Work to be completed -> Check every line of the data below for "level". Copy each one that has it.

Start of Data provided

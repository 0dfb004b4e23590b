use std::fmt;

/// One element of the serialized tree
///
/// A leaf is a file or a directory that had nothing in it. A branch is a
/// directory with at least one child, children in ordinal name order.
#[derive(Debug, Clone, PartialEq, Eq, Hash)]
pub enum TreeItem {
    /// A file, or an empty directory collapsed to its name
    Leaf(String),
    /// A directory name followed by its children
    Branch(String, Vec<TreeItem>),
}

impl TreeItem {
    /// Create a leaf item
    pub fn leaf(name: impl Into<String>) -> Self {
        TreeItem::Leaf(name.into())
    }

    /// Create a branch item
    ///
    /// A branch without children collapses into a leaf.
    pub fn branch(name: impl Into<String>, children: Vec<TreeItem>) -> Self {
        if children.is_empty() {
            TreeItem::Leaf(name.into())
        } else {
            TreeItem::Branch(name.into(), children)
        }
    }

    /// The file or directory name
    pub fn name(&self) -> &str {
        match self {
            TreeItem::Leaf(name) | TreeItem::Branch(name, _) => name,
        }
    }

    /// Child items, empty for leaves
    pub fn children(&self) -> &[TreeItem] {
        match self {
            TreeItem::Leaf(_) => &[],
            TreeItem::Branch(_, children) => children,
        }
    }

    /// Returns true if this is a leaf
    pub fn is_leaf(&self) -> bool {
        matches!(self, TreeItem::Leaf(_))
    }

    /// Returns true if this is a branch
    pub fn is_branch(&self) -> bool {
        matches!(self, TreeItem::Branch(..))
    }
}

// Nested vectors would otherwise drop recursively, one frame per level
impl Drop for TreeItem {
    fn drop(&mut self) {
        let TreeItem::Branch(_, children) = self else {
            return;
        };
        let mut pending = std::mem::take(children);
        while let Some(mut item) = pending.pop() {
            if let TreeItem::Branch(_, children) = &mut item {
                pending.append(children);
            }
        }
    }
}

/// Indented listing, one line per item, directories end with `/`
impl fmt::Display for TreeItem {
    fn fmt(&self, f: &mut fmt::Formatter<'_>) -> fmt::Result {
        for (depth, item) in walk(std::slice::from_ref(self)) {
            let suffix = if item.is_branch() { "/" } else { "" };
            writeln!(f, "{:indent$}{}{}", "", item.name(), suffix, indent = depth * 2)?;
        }
        Ok(())
    }
}

/// Render a whole forest as an indented listing
pub fn render(items: &[TreeItem]) -> String {
    items.iter().map(ToString::to_string).collect()
}

/// Pre-order iterator yielding each item with its depth (top level = 0)
pub struct Walk<'a> {
    stack: Vec<(usize, &'a TreeItem)>,
}

impl<'a> Iterator for Walk<'a> {
    type Item = (usize, &'a TreeItem);

    fn next(&mut self) -> Option<Self::Item> {
        let (depth, item) = self.stack.pop()?;

        // Push children in reverse so they come out in order
        for child in item.children().iter().rev() {
            self.stack.push((depth + 1, child));
        }

        Some((depth, item))
    }
}

/// Walk a forest of items in pre-order
pub fn walk(items: &[TreeItem]) -> Walk<'_> {
    Walk {
        stack: items.iter().rev().map(|item| (0, item)).collect(),
    }
}

/// Reconstruct the full path of every leaf, joined with `/`
///
/// Paths come out in pre-order, siblings in the order they are stored.
pub fn leaf_paths(items: &[TreeItem]) -> Vec<String> {
    let mut paths = Vec::new();
    let mut path = String::new();
    // Length of `path` after each ancestor of the current item
    let mut ends: Vec<usize> = Vec::new();

    for (depth, item) in walk(items) {
        ends.truncate(depth);
        path.truncate(ends.last().copied().unwrap_or(0));
        if depth > 0 {
            path.push('/');
        }
        path.push_str(item.name());
        ends.push(path.len());

        if item.is_leaf() {
            paths.push(path.clone());
        }
    }
    paths
}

End of Data provided

Exercise solution ->
// Nested vectors would otherwise drop recursively, one frame per level
/// Pre-order iterator yielding each item with its depth (top level = 0)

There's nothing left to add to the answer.